From mboxrd@z Thu Jan  1 00:00:00 1970
From: Pablo Neira Ayuso <pablo@netfilter.org>
Subject: Re: Oops with latest (netfilter) nf-next tree, when unloading
 iptable_nat
Date: Fri, 21 Sep 2012 03:00:25 +0200
Message-ID: <20120921010025.GA20479@1984>
References: <1347357081.3928.32.camel@localhost>
 <20120912213627.GJ14750@breakpoint.cc>
 <20120914120750.GA5764@1984>
 <Pine.GSO.4.63.1209141511020.11622@stinky-local.trash.net>
 <1348058791.2761.94.camel@localhost>
 <Pine.GSO.4.63.1209200855500.8409@stinky-local.trash.net>
 <20120920100859.GB20828@1984>
 <Pine.GSO.4.63.1209201212480.1775@stinky-local.trash.net>
 <Pine.GSO.4.63.1209201859140.14078@stinky-local.trash.net>
Mime-Version: 1.0
Content-Type: text/plain; charset=us-ascii
Cc: Jesper Dangaard Brouer <brouer@redhat.com>,
	Florian Westphal <fw@strlen.de>,
	netfilter-devel <netfilter-devel@vger.kernel.org>,
	netdev <netdev@vger.kernel.org>, yongjun_wei@trendmicro.com.cn
To: Patrick McHardy <kaber@trash.net>
Return-path: <netfilter-devel-owner@vger.kernel.org>
Received: from mail.us.es ([193.147.175.20]:33062 "EHLO mail.us.es"
	rhost-flags-OK-OK-OK-OK) by vger.kernel.org with ESMTP
	id S1753007Ab2IUBA3 (ORCPT <rfc822;netfilter-devel@vger.kernel.org>);
	Thu, 20 Sep 2012 21:00:29 -0400
Content-Disposition: inline
In-Reply-To: <Pine.GSO.4.63.1209201859140.14078@stinky-local.trash.net>
Sender: netfilter-devel-owner@vger.kernel.org
List-ID: <netfilter-devel.vger.kernel.org>

On Thu, Sep 20, 2012 at 07:06:52PM +0200, Patrick McHardy wrote:
> On Thu, 20 Sep 2012, Patrick McHardy wrote:
> 
> >>>diff --git a/net/netfilter/nf_conntrack_core.c
> >>>b/net/netfilter/nf_conntrack_core.c
> >>>index dcb2791..0f241be 100644
> >>>--- a/net/netfilter/nf_conntrack_core.c
> >>>+++ b/net/netfilter/nf_conntrack_core.c
> >>>@@ -1224,6 +1224,8 @@ get_next_corpse(struct net *net, int
> >>>(*iter)(struct nf_conn *i, void *data),
> >>> 	spin_lock_bh(&nf_conntrack_lock);
> >>> 	for (; *bucket < net->ct.htable_size; (*bucket)++) {
> >>> 		hlist_nulls_for_each_entry(h, n, &net->ct.hash[*bucket],
> >>>hnnode) {
> >>>+			if (NF_CT_DIRECTION(h) != IP_CT_DIR_ORIGINAL)
> >>>+				continue;
> >>
> >>I think this will make the deletion of entries via `conntrack -F'
> >>slowier as we'll have to iterate over more entries (we won't delete
> >>entries for the reply tuple).
> >
> >Slightly maybe, but I doubt it makes much of a difference.
> >
> >>I think I prefer Florian's patch, it's fairly small and it does not
> >>change the current nf_ct_iterate behaviour or adding some
> >>nf_nat_iterate cleanup.
> >
> >I don't think I've received it.
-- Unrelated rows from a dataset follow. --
//! State shared between the frame loop, DOM listeners and the JS handle.

use crate::compose::{CanvasSurface, DomTextLayout};
use crate::dom;
use crate::frame::FrameLoop;
use crate::render::GpuRenderer;
use ripple_core::compose::{HeroLabels, ThemeColors};
use ripple_core::{HeroEffect, LoopCommand, LoopDecision, PointerKind};
use std::cell::RefCell;
use std::rc::Rc;
use web_sys as web;

pub struct Shared {
    effect: RefCell<HeroEffect<GpuRenderer>>,
    canvas: web::HtmlCanvasElement,
    surface: RefCell<CanvasSurface>,
    layout: DomTextLayout,
    theme: RefCell<ThemeColors>,
    labels: RefCell<HeroLabels>,
    frames: FrameLoop,
}

impl Shared {
    pub fn new(
        effect: HeroEffect<GpuRenderer>,
        canvas: web::HtmlCanvasElement,
        surface: CanvasSurface,
        layout: DomTextLayout,
        theme: ThemeColors,
        labels: HeroLabels,
    ) -> Rc<Self> {
        Rc::new_cyclic(|weak| Self {
            effect: RefCell::new(effect),
            canvas,
            surface: RefCell::new(surface),
            layout,
            theme: RefCell::new(theme),
            labels: RefCell::new(labels),
            frames: FrameLoop::new(weak.clone()),
        })
    }

    #[inline]
    pub fn canvas(&self) -> &web::HtmlCanvasElement {
        &self.canvas
    }

    fn apply(&self, cmd: LoopCommand) {
        match cmd {
            LoopCommand::Keep => {}
            LoopCommand::Schedule => self.schedule_or_stop(),
            LoopCommand::Cancel => self.frames.cancel(),
        }
    }

    fn schedule_or_stop(&self) {
        if !self.frames.schedule() {
            self.effect.borrow_mut().stop();
        }
    }

    /// Re-measure the canvas. On a real change the backing store is resized,
    /// the source is recomposed and the reset state drawn once.
    pub fn resize(&self) {
        let r = self.canvas.get_bounding_client_rect();
        let changed =
            self.effect
                .borrow_mut()
                .resize(r.width(), r.height(), dom::device_pixel_ratio());
        if !changed {
            return;
        }
        let (w, h) = self.effect.borrow().sizing().buffer_size();
        dom::sync_canvas_backing_size(&self.canvas, w, h);
        self.recompose();
        self.render();
    }

    pub fn recompose(&self) {
        let theme = self.theme.borrow();
        let labels = self.labels.borrow();
        let mut surface = self.surface.borrow_mut();
        let result =
            self.effect
                .borrow_mut()
                .recompose(&mut *surface, &theme, &labels, &self.layout);
        if let Err(e) = result {
            log::warn!("source composition failed: {e}");
        }
    }

    pub fn render(&self) {
        if let Err(e) = self.effect.borrow_mut().render() {
            log::warn!("ripple draw failed: {e}");
        }
    }

    pub fn on_frame(&self, timestamp_ms: f64) {
        self.frames.fired();
        let decision = self.effect.borrow_mut().frame(timestamp_ms);
        if decision == LoopDecision::Continue {
            self.schedule_or_stop();
        }
    }

    pub fn pointer_move(&self, client_x: f32, client_y: f32, kind: PointerKind) {
        let rect = dom::canvas_rect(&self.canvas);
        let cmd = self
            .effect
            .borrow_mut()
            .pointer_move(&rect, client_x, client_y, kind);
        self.apply(cmd);
    }

    pub fn pointer_down(&self, client_x: f32, client_y: f32, kind: PointerKind) {
        let rect = dom::canvas_rect(&self.canvas);
        let cmd = self
            .effect
            .borrow_mut()
            .pointer_down(&rect, client_x, client_y, kind);
        self.apply(cmd);
    }

    pub fn pointer_up(&self) {
        self.effect.borrow_mut().pointer_up();
    }

    pub fn touch_end(&self) {
        self.effect.borrow_mut().touch_end();
    }

    pub fn set_visible(&self, visible: bool) {
        let cmd = self.effect.borrow_mut().set_visible(visible);
        self.apply(cmd);
    }

    pub fn set_in_view(&self, in_view: bool) {
        let cmd = self.effect.borrow_mut().set_in_view(in_view);
        self.apply(cmd);
    }

    /// Swap theme colors without resetting the simulation.
    pub fn set_theme(&self, theme: ThemeColors) {
        *self.theme.borrow_mut() = theme;
        self.recompose();
        self.render();
    }

    pub fn set_labels(&self, labels: HeroLabels) {
        *self.labels.borrow_mut() = labels;
        self.recompose();
        self.render();
    }

    pub fn teardown(&self) {
        self.effect.borrow_mut().teardown();
        self.frames.cancel();
    }
}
Could you forward it to me please?
> 
> Florian forwarded the patch to me. While it fixes the problem, it
> is a workaround and it certainly is inelegant to do the
> list_del_rcu_init() and memset up to *four* times for a single conntrack.
> 
> The correct thing IMO is to invoke the callbacks exactly once per
> conntrack, either through my nf_ct_iterate_cleanup() change or through
> a new iteration function for callers that don't kill conntracks. As
> soon as we start generating events for NAT section cleanup this will be
> needed in any case.
> 
> Unless I'm missing something, conntrack flushing is also a really
> rare operation anyways and for large tables where this might make a
> small difference will take a quite large time anyway.

Makes sense. And we can revisit this to improve it later.

I'll take this patch. I'll send a batch with updates for the nf-nat
thin asap.

Thanks a lot Patrick.